== Task to complete ==
Filter by the string "domain": return the lines of the material that contain it.

== Supplied information ==

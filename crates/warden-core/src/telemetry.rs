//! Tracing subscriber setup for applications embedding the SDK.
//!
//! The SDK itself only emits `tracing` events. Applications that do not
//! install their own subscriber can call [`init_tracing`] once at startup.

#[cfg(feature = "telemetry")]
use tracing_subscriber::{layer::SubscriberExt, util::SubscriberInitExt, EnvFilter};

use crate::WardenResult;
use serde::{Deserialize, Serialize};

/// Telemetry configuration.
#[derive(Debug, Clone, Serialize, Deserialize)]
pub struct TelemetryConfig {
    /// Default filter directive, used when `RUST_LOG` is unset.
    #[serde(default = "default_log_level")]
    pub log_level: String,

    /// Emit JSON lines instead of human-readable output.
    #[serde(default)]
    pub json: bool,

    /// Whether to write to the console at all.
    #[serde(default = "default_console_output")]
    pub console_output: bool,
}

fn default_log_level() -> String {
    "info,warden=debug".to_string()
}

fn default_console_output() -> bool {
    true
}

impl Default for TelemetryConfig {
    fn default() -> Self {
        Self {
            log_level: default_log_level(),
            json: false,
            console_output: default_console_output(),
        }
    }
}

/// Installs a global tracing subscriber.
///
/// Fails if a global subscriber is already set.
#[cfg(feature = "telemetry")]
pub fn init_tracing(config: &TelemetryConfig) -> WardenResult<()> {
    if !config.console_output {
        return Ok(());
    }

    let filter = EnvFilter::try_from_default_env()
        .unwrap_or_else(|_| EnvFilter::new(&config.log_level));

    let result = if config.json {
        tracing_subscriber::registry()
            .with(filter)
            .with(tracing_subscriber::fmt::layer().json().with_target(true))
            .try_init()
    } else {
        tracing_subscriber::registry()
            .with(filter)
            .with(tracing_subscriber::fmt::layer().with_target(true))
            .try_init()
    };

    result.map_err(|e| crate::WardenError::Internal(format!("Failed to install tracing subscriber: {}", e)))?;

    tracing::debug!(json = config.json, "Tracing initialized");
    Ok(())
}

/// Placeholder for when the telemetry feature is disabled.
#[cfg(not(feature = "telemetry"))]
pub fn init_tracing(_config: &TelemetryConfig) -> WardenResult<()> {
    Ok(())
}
--
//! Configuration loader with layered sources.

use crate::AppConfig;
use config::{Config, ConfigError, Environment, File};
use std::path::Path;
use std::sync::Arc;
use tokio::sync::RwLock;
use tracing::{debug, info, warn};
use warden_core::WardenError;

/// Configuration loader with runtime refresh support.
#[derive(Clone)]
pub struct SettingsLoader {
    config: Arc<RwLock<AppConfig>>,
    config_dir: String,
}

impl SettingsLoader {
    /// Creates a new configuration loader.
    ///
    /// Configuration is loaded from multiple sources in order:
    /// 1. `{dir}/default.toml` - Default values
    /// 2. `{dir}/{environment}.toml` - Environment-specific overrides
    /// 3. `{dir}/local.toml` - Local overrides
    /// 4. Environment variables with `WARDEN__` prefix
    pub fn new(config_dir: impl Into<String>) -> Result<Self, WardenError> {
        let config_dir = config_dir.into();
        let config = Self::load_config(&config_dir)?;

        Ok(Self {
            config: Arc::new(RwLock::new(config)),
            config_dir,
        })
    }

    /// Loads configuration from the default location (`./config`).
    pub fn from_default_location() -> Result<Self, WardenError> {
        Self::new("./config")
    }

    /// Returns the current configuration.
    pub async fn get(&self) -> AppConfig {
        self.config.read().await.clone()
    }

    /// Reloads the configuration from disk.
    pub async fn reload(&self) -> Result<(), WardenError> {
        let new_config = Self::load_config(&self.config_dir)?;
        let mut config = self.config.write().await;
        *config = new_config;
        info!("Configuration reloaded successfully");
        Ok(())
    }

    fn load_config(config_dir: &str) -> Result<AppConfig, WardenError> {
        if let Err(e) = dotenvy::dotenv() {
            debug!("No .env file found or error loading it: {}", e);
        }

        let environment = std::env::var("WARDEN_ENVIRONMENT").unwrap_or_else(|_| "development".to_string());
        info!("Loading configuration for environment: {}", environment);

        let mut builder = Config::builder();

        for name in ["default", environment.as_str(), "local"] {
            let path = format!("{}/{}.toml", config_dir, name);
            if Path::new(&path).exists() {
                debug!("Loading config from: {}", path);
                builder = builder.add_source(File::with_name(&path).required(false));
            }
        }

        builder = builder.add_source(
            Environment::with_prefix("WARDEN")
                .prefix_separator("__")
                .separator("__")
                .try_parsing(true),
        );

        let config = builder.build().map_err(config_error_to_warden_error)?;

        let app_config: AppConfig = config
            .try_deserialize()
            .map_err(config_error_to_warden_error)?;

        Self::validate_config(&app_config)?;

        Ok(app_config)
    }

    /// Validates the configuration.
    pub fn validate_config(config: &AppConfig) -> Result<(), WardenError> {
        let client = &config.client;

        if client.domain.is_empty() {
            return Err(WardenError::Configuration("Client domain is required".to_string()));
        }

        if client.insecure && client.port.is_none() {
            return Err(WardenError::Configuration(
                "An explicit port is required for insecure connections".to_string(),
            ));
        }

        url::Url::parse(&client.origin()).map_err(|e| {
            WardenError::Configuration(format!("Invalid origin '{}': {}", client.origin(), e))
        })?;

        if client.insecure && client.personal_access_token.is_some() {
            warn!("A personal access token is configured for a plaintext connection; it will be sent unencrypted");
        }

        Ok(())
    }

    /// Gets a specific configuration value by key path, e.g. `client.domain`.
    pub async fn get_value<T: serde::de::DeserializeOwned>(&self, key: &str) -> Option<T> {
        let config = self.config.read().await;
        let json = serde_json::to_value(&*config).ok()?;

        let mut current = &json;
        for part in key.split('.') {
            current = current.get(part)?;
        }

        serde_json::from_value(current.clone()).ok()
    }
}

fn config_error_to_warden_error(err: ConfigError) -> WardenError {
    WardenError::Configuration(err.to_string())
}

== Task answer ==
        if client.domain.is_empty() {
            return Err(WardenError::Configuration("Client domain is required".to_string()));
    /// Gets a specific configuration value by key path, e.g. `client.domain`.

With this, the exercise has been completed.